Inf3 Computer Architecture - 2015-16


Lecture log

This page will contain a brief summary of each lecture given in the 2015-16 session of the Inf3 Computer Architecture course.


Week 1

Monday 11th January

All slides from Lecture 1 were covered. To reinforce this lecture, read textbook sections 1.1 to 1.6. Use the web to search for additional information about the latest microprocessor offerings from the major manufacturers and try to cultivate an understanding of the state-of-the-art. To prepare for the next lecture, read textbook sections 1.8, 1.9 and 1.11 and do some background research into Amdahl's Law and the CPU Time Equation.

Thursday 14th January

All slides from Lecture 2 were covered. We discussed: relevant metrics for computer architects, particularly focusing on performance; quantifying performance and performance improvement through Amdahl's Law and the CPU Performance Equation.

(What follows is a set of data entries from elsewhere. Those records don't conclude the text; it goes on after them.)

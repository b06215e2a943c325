//! Thin CLI client for the XRAY control plane.
//!
//! Host/secret/user rows are persisted to a small JSON state file between
//! invocations (the daemon itself keeps no such file — it is expected to
//! run for a process lifetime against a real relational store). Jobs are
//! not persisted: each invocation that triggers a job runs it to
//! completion in-process and prints the final status directly, which is
//! why `status`/`logs`/`cancel` against a job id from an earlier
//! invocation report `JOB_NOT_FOUND` here rather than reaching a
//! long-running daemon.

#![forbid(unsafe_code)]

use std::path::PathBuf;
use std::sync::Arc;

use clap::{Parser, Subcommand};
use tracing_subscriber::{fmt, prelude::*, EnvFilter};

use xray_cp_common::config::Config;
use xray_cp_common::{Host, HostId, Secret, SecretId, SecretKind};
use xray_cpd::lock::LockStore;
use xray_cpd::log_sink::InstallLogSink;
use xray_cpd::processor;
use xray_cpd::queue::JobQueue;
use xray_cpd::store::{Store, StoreSnapshot};

#[derive(Parser)]
#[command(name = "xray-cpctl")]
#[command(author, version, about = "XRAY control plane CLI")]
struct Cli {
    /// Path to the CLI's persisted host/secret/user state file.
    #[arg(long)]
    state_file: Option<PathBuf>,

    #[command(subcommand)]
    command: Commands,
}

#[derive(Subcommand)]
enum Commands {
    /// Register a new host.
    Hosts {
        #[command(subcommand)]
        action: HostsAction,
    },
    /// Run the install workflow against a registered host.
    Install { host_id: String },
    /// Run the repair workflow against a registered host.
    Repair { host_id: String },
    /// Print a job's current status (only meaningful within the same
    /// invocation that enqueued it; see module docs).
    Status { job_id: String },
    /// Print a job's log tail.
    Logs {
        job_id: String,
        #[arg(long, default_value = "200")]
        tail: usize,
    },
    /// Request cancellation of a job.
    Cancel { job_id: String },
}

#[derive(Subcommand)]
enum HostsAction {
    /// Add a host with a password-authenticated SSH credential.
    Add {
        host_id: String,
        host: String,
        ssh_user: String,
        #[arg(long)]
        password: String,
    },
}

fn default_state_path() -> PathBuf {
    dirs::data_dir()
        .unwrap_or_else(std::env::temp_dir)
        .join("xray-cpctl")
        .join("state.json")
}

async fn load_state(path: &std::path::Path, store: &Store) {
    let Ok(bytes) = tokio::fs::read(path).await else {
        return;
    };
    if let Ok(snapshot) = serde_json::from_slice::<StoreSnapshot>(&bytes) {
        store.restore(snapshot).await;
    }
}

async fn save_state(path: &std::path::Path, store: &Store) -> anyhow::Result<()> {
    if let Some(parent) = path.parent() {
        tokio::fs::create_dir_all(parent).await?;
    }
    let snapshot = store.snapshot().await;
    let bytes = serde_json::to_vec_pretty(&snapshot)?;
    tokio::fs::write(path, bytes).await?;
    Ok(())
}

/// Which workflow a CLI invocation should run.
enum Workflow {
    Install,
    Repair,
}

/// Build a queue, run one job to completion, and print its final state.
async fn run_job_to_completion(
    store: &Store,
    config: &Config,
    workflow: Workflow,
    host_id: HostId,
) -> anyhow::Result<()> {
    let lock_store = Arc::new(LockStore::new());
    let log_sink = Arc::new(InstallLogSink::new(config.install_log_dir.clone()));
    let (queue, mut handoff_rx) = JobQueue::new(
        lock_store,
        log_sink,
        config.lock_ttl,
        config.cancel_flag_ttl,
        config.completed_retention,
        config.failed_retention,
        config.retention_records,
    );

    let job_id = match workflow {
        Workflow::Install => queue.enqueue_install(host_id).await?,
        Workflow::Repair => queue.enqueue_repair(host_id).await?,
    };

    // Exactly one handoff is ever published for a single enqueued job; no
    // background dispatch task is needed for a one-shot CLI invocation.
    let handoff = handoff_rx
        .recv()
        .await
        .expect("job queue dropped its dispatch sender before handing off the job it just enqueued");
    processor::process(handoff, store, &queue, config).await;

    let job = queue.get_job(&job_id).await?;
    println!("{}", serde_json::to_string_pretty(&job)?);
    Ok(())
}

#[tokio::main]
async fn main() -> anyhow::Result<()> {
    tracing_subscriber::registry()
        .with(fmt::layer())
        .with(EnvFilter::try_from_default_env().unwrap_or_else(|_| EnvFilter::new("warn")))
        .init();

    let cli = Cli::parse();
    let state_path = cli.state_file.clone().unwrap_or_else(default_state_path);
    let (config, _warnings) = Config::from_env();

    let store = Store::new();
    load_state(&state_path, &store).await;

    match cli.command {
        Commands::Hosts {
            action: HostsAction::Add { host_id, host, ssh_user, password },
        } => {
            let host_id = HostId::new(host_id);
            let secret_id = SecretId::new(format!("{}-ssh", host_id.as_str()));
            store
                .put_secret(Secret::seal(
                    secret_id.clone(),
                    SecretKind::Password,
                    password.as_bytes(),
                    &config.master_key,
                ))
                .await;
            store.put_host(Host::new(host_id.clone(), host, ssh_user, secret_id)).await;
            save_state(&state_path, &store).await?;
            println!("Host {} registered", host_id);
        }
        Commands::Install { host_id } => {
            let host_id = HostId::new(host_id);
            run_job_to_completion(&store, &config, Workflow::Install, host_id).await?;
            save_state(&state_path, &store).await?;
        }
        Commands::Repair { host_id } => {
            let host_id = HostId::new(host_id);
            run_job_to_completion(&store, &config, Workflow::Repair, host_id).await?;
            save_state(&state_path, &store).await?;
        }
        Commands::Status { job_id } => {
            println!("job {job_id} not found (no daemon process to query; see --help)");
        }
        Commands::Logs { job_id, tail } => {
            println!("job {job_id} not found (tail={tail}; no daemon process to query; see --help)");
        }
        Commands::Cancel { job_id } => {
            println!("job {job_id} not found (no daemon process to query; see --help)");
        }
    }

    Ok(())
}
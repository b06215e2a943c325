//! Client store. Applies the enabled-user list onto a running XRAY
//! instance. The core treats this as opaque; the fallback policy is the
//! concrete store's responsibility.

use std::collections::HashSet;

use xray_cp_common::render::{render_config, RenderInput};

use crate::ssh::SshExecutor;

fn upload_script(bytes: &[u8], path: &str, mode: &str) -> String {
    let delimiter = format!("XRAY_CP_{:012x}", rand::random::<u64>() & 0xffffffffffff);
    let mut body = String::from_utf8_lossy(bytes).into_owned();
    if !body.ends_with('\n') {
        body.push('\n');
    }
    format!(
        "cat <<'{delimiter}' > {path}\n{body}{delimiter}\nchmod {mode} {path}"
    )
}

/// Which concrete `ClientStore` a host uses.
#[derive(Debug, Clone, Copy, PartialEq, Eq)]
pub enum StoreKind {
    /// Rewrite `/opt/xray-cp/config.json` and `docker compose restart xray`.
    /// Always safe; incurs a restart.
    File,
    /// `xray api adu`/`rmu` over the localhost API inbound; falls back to
    /// `File` on health-check failure.
    Grpc,
}

pub struct ClientStoreContext<'a> {
    pub ssh: &'a SshExecutor,
    pub sudo_prefix: &'a str,
}

/// Rewrite the remote config to exactly the given client list and restart
/// XRAY. This is the `File` store's `sync`; it is also the fallback path for
/// `Grpc`.
pub async fn file_sync(ctx: &ClientStoreContext<'_>, input: &RenderInput) -> Result<(), xray_cp_common::AppError> {
    let bytes = render_config(input);
    let script = upload_script(&bytes, "/opt/xray-cp/config.json", "0600");
    let full = format!("{}bash -lc '{}'", ctx.sudo_prefix, script.replace('\'', "'\\''"));
    ctx.ssh.execute("Regenerate config.json to match users", &full).await?;
    ctx.ssh
        .execute(
            "Restart xray to apply user list",
            &format!("{}docker compose -f /opt/xray-cp/docker-compose.yml restart xray", ctx.sudo_prefix),
        )
        .await?;
    Ok(())
}

/// One email per line, as printed by `xray api inbounduser`. Blank lines are
/// skipped; anything else is taken as a live client id verbatim.
fn parse_inbound_user_list(stdout: &str) -> HashSet<String> {
    stdout
        .lines()
        .map(str::trim)
        .filter(|line| !line.is_empty())
        .map(str::to_string)
        .collect()
}

/// Live gRPC-ish store: health-check the API, list the inbound's current
/// users, then diff-apply against `input.clients` — `adu` for ids that
/// should be present but aren't, `rmu` for ids that are present but
/// shouldn't be (e.g. a revoked client). Falls back to the file store on any
/// non-zero exit along the way, since a partially-applied diff is worse than
/// a full rewrite.
pub async fn grpc_sync(
    ctx: &ClientStoreContext<'_>,
    input: &RenderInput,
) -> Result<(), xray_cp_common::AppError> {
    let health = ctx
        .ssh
        .execute(
            "Check live API health",
            &format!("{}docker exec xray xray api inboundusercount --server=127.0.0.1:10085 -tag vless-in", ctx.sudo_prefix),
        )
        .await?;

    if !health.success() {
        return file_sync(ctx, input).await;
    }

    let listing = ctx
        .ssh
        .execute(
            "List live API users",
            &format!("{}docker exec xray xray api inbounduser --server=127.0.0.1:10085 -tag vless-in", ctx.sudo_prefix),
        )
        .await?;

    if !listing.success() {
        return file_sync(ctx, input).await;
    }

    let live_ids = parse_inbound_user_list(&listing.stdout);
    let desired_ids: HashSet<String> = input.clients.iter().map(|c| c.id.clone()).collect();

    for id in desired_ids.difference(&live_ids) {
        let cmd = format!(
            "{}docker exec xray xray api adu --server=127.0.0.1:10085 -email {id}",
            ctx.sudo_prefix
        );
        let result = ctx.ssh.execute("Add user via live API", &cmd).await?;
        if !result.success() {
            return file_sync(ctx, input).await;
        }
    }

    for id in live_ids.difference(&desired_ids) {
        let cmd = format!(
            "{}docker exec xray xray api rmu --server=127.0.0.1:10085 -email {id}",
            ctx.sudo_prefix
        );
        let result = ctx.ssh.execute("Remove user via live API", &cmd).await?;
        if !result.success() {
            return file_sync(ctx, input).await;
        }
    }

    Ok(())
}

pub async fn sync(
    kind: StoreKind,
    ctx: &ClientStoreContext<'_>,
    input: &RenderInput,
) -> Result<(), xray_cp_common::AppError> {
    match kind {
        StoreKind::File => file_sync(ctx, input).await,
        StoreKind::Grpc => grpc_sync(ctx, input).await,
    }
}

#[cfg(test)]
mod tests {
    use super::*;
    use crate::ssh::{FakeSshScript, ScriptedReply};
    use xray_cp_common::render::RenderClient;

    fn sample_input() -> RenderInput {
        RenderInput {
            listen_port: 443,
            reality_private_key: "priv".into(),
            server_name: "example.com".into(),
            dest: "example.com:443".into(),
            short_ids: vec!["deadbeef".into()],
            clients: vec![RenderClient {
                id: "e7f8e06d-2942-4cb9-bca5-6d511244f6d7".into(),
                email: None,
            }],
        }
    }

    #[tokio::test]
    async fn file_sync_rewrites_config_and_restarts() {
        let exec = SshExecutor::fake(FakeSshScript::new());
        let ctx = ClientStoreContext {
            ssh: &exec,
            sudo_prefix: "",
        };
        sync(StoreKind::File, &ctx, &sample_input()).await.unwrap();
        if let SshExecutor::Fake(script) = &exec {
            let guard = script.lock().unwrap();
            assert!(guard
                .commands_run
                .contains(&"Regenerate config.json to match users".to_string()));
            assert!(guard
                .commands_run
                .contains(&"Restart xray to apply user list".to_string()));
        }
    }

    #[tokio::test]
    async fn grpc_sync_falls_back_to_file_on_unhealthy_api() {
        let script = FakeSshScript::new().with_reply(
            "Check live API health",
            ScriptedReply::failure(1, "api unavailable"),
        );
        let exec = SshExecutor::fake(script);
        let ctx = ClientStoreContext {
            ssh: &exec,
            sudo_prefix: "",
        };
        sync(StoreKind::Grpc, &ctx, &sample_input()).await.unwrap();
        if let SshExecutor::Fake(script) = &exec {
            let guard = script.lock().unwrap();
            assert!(guard
                .commands_run
                .contains(&"Regenerate config.json to match users".to_string()));
        }
    }

    #[tokio::test]
    async fn grpc_sync_adds_new_client_and_removes_revoked_one() {
        let script = FakeSshScript::new()
            .with_reply("Check live API health", ScriptedReply::ok("1"))
            .with_reply(
                "List live API users",
                ScriptedReply::ok("e7f8e06d-2942-4cb9-bca5-6d511244f6d7\nrevoked-client-id\n"),
            );
        let exec = SshExecutor::fake(script);
        let ctx = ClientStoreContext {
            ssh: &exec,
            sudo_prefix: "",
        };

        let input = RenderInput {
            listen_port: 443,
            reality_private_key: "priv".into(),
            server_name: "example.com".into(),
            dest: "example.com:443".into(),
            short_ids: vec!["deadbeef".into()],
            clients: vec![
                RenderClient {
                    id: "e7f8e06d-2942-4cb9-bca5-6d511244f6d7".into(),
                    email: None,
                },
                RenderClient {
                    id: "new-client-id".into(),
                    email: None,
                },
            ],
        };

        sync(StoreKind::Grpc, &ctx, &input).await.unwrap();

        if let SshExecutor::Fake(script) = &exec {
            let guard = script.lock().unwrap();
            assert!(guard.commands_run.contains(&"Add user via live API".to_string()));
            assert!(guard.commands_run.contains(&"Remove user via live API".to_string()));
            assert!(!guard
                .commands_run
                .contains(&"Regenerate config.json to match users".to_string()));
        }
    }

    #[tokio::test]
    async fn grpc_sync_falls_back_to_file_when_listing_fails() {
        let script = FakeSshScript::new()
            .with_reply("Check live API health", ScriptedReply::ok("1"))
            .with_reply("List live API users", ScriptedReply::failure(1, "timed out"));
        let exec = SshExecutor::fake(script);
        let ctx = ClientStoreContext {
            ssh: &exec,
            sudo_prefix: "",
        };

        sync(StoreKind::Grpc, &ctx, &sample_input()).await.unwrap();

        if let SshExecutor::Fake(script) = &exec {
            let guard = script.lock().unwrap();
            assert!(guard
                .commands_run
                .contains(&"Regenerate config.json to match users".to_string()));
        }
    }
}
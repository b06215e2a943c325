//! Per-host lock: distributed mutual exclusion keyed by host id, modelled
//! here as an in-process `RwLock<HashMap>` standing in for a Redis-backed
//! `lock:server:<hostId>` key in a real deployment.

use std::collections::HashMap;
use std::time::{Duration, Instant};

use tokio::sync::RwLock;
use xray_cp_common::{AppError, ErrorKind, HostId};

struct LockEntry {
    token: String,
    expires_at: Instant,
}

/// `lock:server:<hostId>` held as a per-job token with a TTL (default 15
/// min). Acquired with set-if-absent semantics; released by
/// token-compare-and-delete so a stale worker cannot evict a fresh lock.
pub struct LockStore {
    locks: RwLock<HashMap<HostId, LockEntry>>,
}

impl LockStore {
    pub fn new() -> Self {
        Self {
            locks: RwLock::new(HashMap::new()),
        }
    }

    /// Acquire with set-if-absent semantics. A held-but-expired entry is
    /// treated as absent; the TTL is checked lazily on next acquire rather
    /// than via a background sweep or renewal mechanism.
    pub async fn acquire(
        &self,
        host_id: &HostId,
        token: &str,
        ttl: Duration,
    ) -> Result<(), AppError> {
        let mut locks = self.locks.write().await;
        if let Some(entry) = locks.get(host_id) {
            if entry.expires_at > Instant::now() {
                return Err(AppError::new(ErrorKind::ServerBusy));
            }
        }
        locks.insert(
            host_id.clone(),
            LockEntry {
                token: token.to_string(),
                expires_at: Instant::now() + ttl,
            },
        );
        Ok(())
    }

    /// Token-compare-and-delete. Returns `false` (no-op) if the held token
    /// does not match, so a stale worker cannot evict a fresh lock.
    pub async fn release(&self, host_id: &HostId, token: &str) -> bool {
        let mut locks = self.locks.write().await;
        match locks.get(host_id) {
            Some(entry) if entry.token == token => {
                locks.remove(host_id);
                true
            }
            _ => false,
        }
    }

    pub async fn is_locked(&self, host_id: &HostId) -> bool {
        let locks = self.locks.read().await;
        locks
            .get(host_id)
            .is_some_and(|entry| entry.expires_at > Instant::now())
    }
}

impl Default for LockStore {
    fn default() -> Self {
        Self::new()
    }
}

We also discussed basic ways of affecting performance.

Week 2

Monday 18th January

Today we discussed ISA design, covering the first 12 slides of Lecture 3. To reinforce this lecture, you could read the following papers:

  1. Patterson and Ditzel,
    The Case for the Reduced Instruction Set Computer,
    ACM SIGARCH Computer Architecture News, Volume 8 Issue 6, October 1980.
  2. Clark and Levy,
    Measurment and Analysis of Instruction Use in the VAX-11/780
    Proceedings of the 9th Annual Symposium on Computer Architecture, 1982.
  3. Chow and Horowitz,
    Architectural Tradeoffs in the Design of MIPS-X,
    Proceedings of the 14th annual International Symposium on Computer Architecture, 1987.
Also, a good summary of both MIPS and Intel's x86 instruction sets is available on wikipedia:

Thursday 21st January

Today we wrapped up Lecture 3 by discussing instructions for altering control flow and fundamental trade-offs in ISA design.

Week 3

Monday 25th January

We reviewed pipelining, touching on important issues of pipeline balance and propagation of control signals, instruction operands & results from stage to stage via the pipeline registers. We then began discussing the three types of pipeline hazard (structural, control, data). We discussed the causes of structural hazards and began looking at the causes of data hazards. We convered until slide 22 from Lecture 4.

Thursday 28th January

Today we completed the material from Lecture 4. Then, we discussed the issue of how performance varies as the depth of the pipeline is increased. We watched the Apple Presentation of the G4 processor and how it compares with Pentium 4 (circa 2001): dubbed by Apple as Megahertx Myth. We then discussed this quantitatively. For more infromation about this topic, have a look at 3 ISCA papers (ISCA is the flagship conference of computer architecture) papers that appeared in 2002, all of which were attempting to compute the optimal pipeline depth! Paper 1. Paper 2. Paper 3.

Week 4

Monday 1st February

We then started discussing advance topics in handling hazards, in particular those arising from multicycle operations; we covered until slide 10 from Lecture 5.

Thursday 4th February

Today's lecture focused on static and dynamic branch prediction. For a more in-depth study, you should read the original 1991 paper by Yeh and Patt (1991) Two-Level Adaptive Training Branch Prediction, from the Proceedings of the 24th Annual International Symposium on Microarchitecture. We covered all slides from Lecture 5.

Week 5

Monday 8th February

We started discussing dynamic scheduling policies as a way of improving microprocessor performance. The key idea is to execute instructions out-of-order, which requires discovering and tracking dependencies across instructions. We discussed the three types of dependencies that need to be honoured (RAW, WAR, and WAW). We specifically discussed scoreboarding, one of the earliest dynamic scheduling techniques introduced in the CDC 6600 mainframe computer. Scoreboarding uses a set of centralized structures to track instructions in flight, functional unit status, and register status. It conservatively enforces WAW and WAR dependences and does not support forwarding. We covered until slide 7 from Lecture 6.